Der Teufel stieß eine weitere Wolke in den Nachthimmel. Dann machte er es sich im weichen Moos unten am Stamm der Tanne gemütlich und beobachtete aufmerksam den grabenden Mann. Vielleicht würde er ja doch noch etwas finden.
11
Sonntag,
den 29. April Anno Domini 1659,
6 Uhr morgens
S imon erwachte durch ein Knarren, ein leises Geräusch, das sich in seine Träume geschlichen hatte. Von einer Sekunde auf die andere war er hellwach. Neben ihm schlief Magdalena tief und fest. Ihr Atem ging ruhig, ein Lächeln lag auf ihren Lippen, so als ob sie gerade etwas Schönes träumte. Simon hoffte, sie träumte von der vergangenen Nacht.
Zum Kräutersammeln war er mit Magdalena am Fluss entlanggegangen. Simon hatte versucht, die zurückliegenden Vorfälle in Schongau mit keinem Wort zu erwähnen. Er wollte wenigstens eine Zeitlang vergessen, wollte nicht weiter an den Mann denken, den sie den Teufel nannten und der es darauf abgesehen hatte, ihn umzubringen. Er wollte nicht an die Hebamme in der Fronfeste denken, die noch immer ohnmächtig war, und er wollte sich auch nicht an die toten Kinder erinnern. Es war Frühling, die Sonne brannte warm, und das Wasser des Lechs plätscherte leise dahin.

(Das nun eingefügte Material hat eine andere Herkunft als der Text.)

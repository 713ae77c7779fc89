// ==========================================
// 扫码生产日报 - 报表输入/输出模型
// ==========================================
// 输入: ReportInput（一次生成调用的不可变快照）
// 输出: ReportPageDescriptor 序列（从 1 编号,构造后不可变）
// ==========================================

use crate::domain::article::ArticleCatalog;
use crate::domain::record::ScannedCodeRecord;
use crate::domain::types::Operation;
use chrono::NaiveDate;
use serde::{Deserialize, Serialize};

// ==========================================
// ReportSettings - 设置快照
// ==========================================
#[derive(Debug, Clone, Default, PartialEq, Eq, Serialize, Deserialize)]
pub struct ReportSettings {
    #[serde(default)]
    pub logo_reference: Option<String>, // Logo 资源句柄（由渲染层解析为字节）
    pub operator_name: String,          // 操作员
    pub shift: String,                  // 班次
}

// ==========================================
// ReportInput - 报表生成输入快照
// ==========================================
// 三分区由调用方负责: packaged / audited / other
#[derive(Debug, Clone, Serialize, Deserialize)]
pub struct ReportInput {
    #[serde(default)]
    pub packaged: Vec<ScannedCodeRecord>,
    #[serde(default)]
    pub audited: Vec<ScannedCodeRecord>,
    #[serde(default)]
    pub other: Vec<ScannedCodeRecord>,
    #[serde(default)]
    pub articles: ArticleCatalog,
    pub report_date: NaiveDate, // 已归一到当天
    pub settings: ReportSettings,
}

impl ReportInput {
    /// 使用已分区的记录列表构造
    pub fn new(
        packaged: Vec<ScannedCodeRecord>,
        audited: Vec<ScannedCodeRecord>,
        other: Vec<ScannedCodeRecord>,
        articles: ArticleCatalog,
        report_date: NaiveDate,
        settings: ReportSettings,
    ) -> Self {
        Self {
            packaged,
            audited,
            other,
            articles,
            report_date,
            settings,
        }
    }

    /// 按 is_packaged() 与 audited 标志对当天记录做三分区
    pub fn from_records(
        records: Vec<ScannedCodeRecord>,
        articles: ArticleCatalog,
        report_date: NaiveDate,
        settings: ReportSettings,
    ) -> Self {
        let mut packaged = Vec::new();
        let mut audited = Vec::new();
        let mut other = Vec::new();
        for record in records {
            if record.is_packaged() {
                packaged.push(record);
            } else if record.audited {
                audited.push(record);
            } else {
                other.push(record);
            }
        }
        Self::new(packaged, audited, other, articles, report_date, settings)
    }

    /// 输入记录总数
    pub fn total_records(&self) -> usize {
        self.packaged.len() + self.audited.len() + self.other.len()
    }

    /// 全部记录（packaged → audited → other）
    pub fn all_records(&self) -> impl Iterator<Item = &ScannedCodeRecord> {
        self.packaged
            .iter()
            .chain(self.audited.iter())
            .chain(self.other.iter())
    }
}

// ==========================================
// DaySummary - 全天汇总（每页相同）
// ==========================================
#[derive(Debug, Clone, Default, PartialEq, Eq, Serialize, Deserialize)]
pub struct DaySummary {
    pub total_records: usize,
    pub total_audited: usize,
    pub total_packaged: usize,
    /// 在制记录的工序分布（标准工艺顺序,仅非零项）
    pub operation_counts: Vec<(Operation, usize)>,
}

impl DaySummary {
    pub fn count_for(&self, operation: Operation) -> usize {
        self.operation_counts
            .iter()
            .find(|(op, _)| *op == operation)
            .map(|(_, count)| *count)
            .unwrap_or(0)
    }
}

// ==========================================
// PageSummary - 单页统计
// ==========================================
#[derive(Debug, Clone, Copy, Default, PartialEq, Eq, Serialize, Deserialize)]
pub struct PageSummary {
    pub used_lines: u32,     // 已用行数
    pub budget: u32,         // 本页行预算
    pub packaged_count: usize,
    pub process_count: usize,
}

// ==========================================
// ReportPageDescriptor - 报表页描述
// ==========================================
#[derive(Debug, Clone, PartialEq, Serialize, Deserialize)]
pub struct ReportPageDescriptor {
    pub page_number: usize, // 从 1 开始
    pub total_pages: usize, // 全部分页完成后回填
    pub report_date: NaiveDate,
    pub is_first_page: bool,
    pub settings: ReportSettings,
    pub packaged_records: Vec<ScannedCodeRecord>,
    pub process_records: Vec<ScannedCodeRecord>,
    pub page_summary: PageSummary,
    pub day_summary: DaySummary,
}

impl ReportPageDescriptor {
    pub fn record_count(&self) -> usize {
        self.packaged_records.len() + self.process_records.len()
    }

    pub fn is_empty(&self) -> bool {
        self.record_count() == 0
    }
}

#[cfg(test)]
mod tests {
    use super::*;
    use chrono::{TimeZone, Utc};

    #[test]
    fn test_from_records_partitions_by_packaging_then_audit() {
        let at = Utc.with_ymd_and_hms(2026, 3, 2, 8, 0, 0).unwrap();

        let mut packaged = ScannedCodeRecord::new("P", at);
        packaged.append_operation(Operation::Packaging, at);
        packaged.audited = true;

        let mut audited = ScannedCodeRecord::new("A", at);
        audited.append_operation(Operation::Testing, at);
        audited.audited = true;

        let other = ScannedCodeRecord::new("O", at);

        let input = ReportInput::from_records(
            vec![other, audited, packaged],
            ArticleCatalog::new(),
            NaiveDate::from_ymd_opt(2026, 3, 2).unwrap(),
            ReportSettings::default(),
        );

        assert_eq!(input.packaged.len(), 1);
        assert_eq!(input.packaged[0].code, "P");
        assert_eq!(input.audited.len(), 1);
        assert_eq!(input.audited[0].code, "A");
        assert_eq!(input.other.len(), 1);
        assert_eq!(input.total_records(), 3);
    }

    #[test]
    fn test_snapshot_json_format() {
        let raw = r#"{
            "other": [{
                "id": "6f1c5a34-0d6e-4a43-9d1b-1f6a8e3c2b10",
                "code": "C-1",
                "article_id": "0b8e7c9a-5d4f-4e2a-8c1b-3a2d9f7e6c54",
                "created_at": "2026-03-02T06:00:00Z",
                "operation_history": [
                    {"operation": "TESTING", "timestamp": "2026-03-02T07:00:00Z"}
                ]
            }],
            "articles": [{
                "id": "0b8e7c9a-5d4f-4e2a-8c1b-3a2d9f7e6c54",
                "name": "Widget",
                "expected_piece_count": 12
            }],
            "report_date": "2026-03-02",
            "settings": {"operator_name": "Chen", "shift": "A"}
        }"#;

        let input: ReportInput = serde_json::from_str(raw).unwrap();

        assert!(input.packaged.is_empty());
        assert!(input.audited.is_empty());
        assert_eq!(input.other.len(), 1);
        let record = &input.other[0];
        assert_eq!(record.current_operation(), Some(Operation::Testing));
        assert!(!record.audited);
        assert_eq!(record.article(&input.articles).unwrap().name, "Widget");
        assert_eq!(input.settings.logo_reference, None);
    }
}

Nach gut einer Meile durch den Auenwald, der sich an den Ufern des Flusses erstreckte, gelangten sie an Simons Lieblingsplatz, eine kleine Kiesbucht, die vom Weg aus nicht einzusehen war. Eine große Weide wölbte ihre Äste über die Bucht, so dass der Fluss dahinter zwischen denBlättern funkelte. Hier hatte er in den letzten Jahren oft gesessen, wenn er nachdenken wollte. Jetzt blickte er gemeinsam mit Magdalena auf den Fluss, sie sprachen über den letzten Markttag, als sie miteinander getanzt hatten und die Leute an den Tischen ringsum sich die Mäuler zerrissen. Sie erzählten von ihrer Kindheit, Simon von seiner Zeit als Feldscher und Magdalena von dem Fieber, das sie mit sieben Jahren für viele Wochen ans Bett gefesselt hatte. In dieser Zeit hatte sie auch das Lesen von ihrem Vater gelernt, der während all der Tage und Nächte nicht von ihrem Bett gewichen war. Seitdem half sie ihm beim Anrühren der Tinkturen und beim Zermörsern der Kräuter, und sie lernte immer wieder Neues, wenn sie in den Büchern ihres Vaters stöberte.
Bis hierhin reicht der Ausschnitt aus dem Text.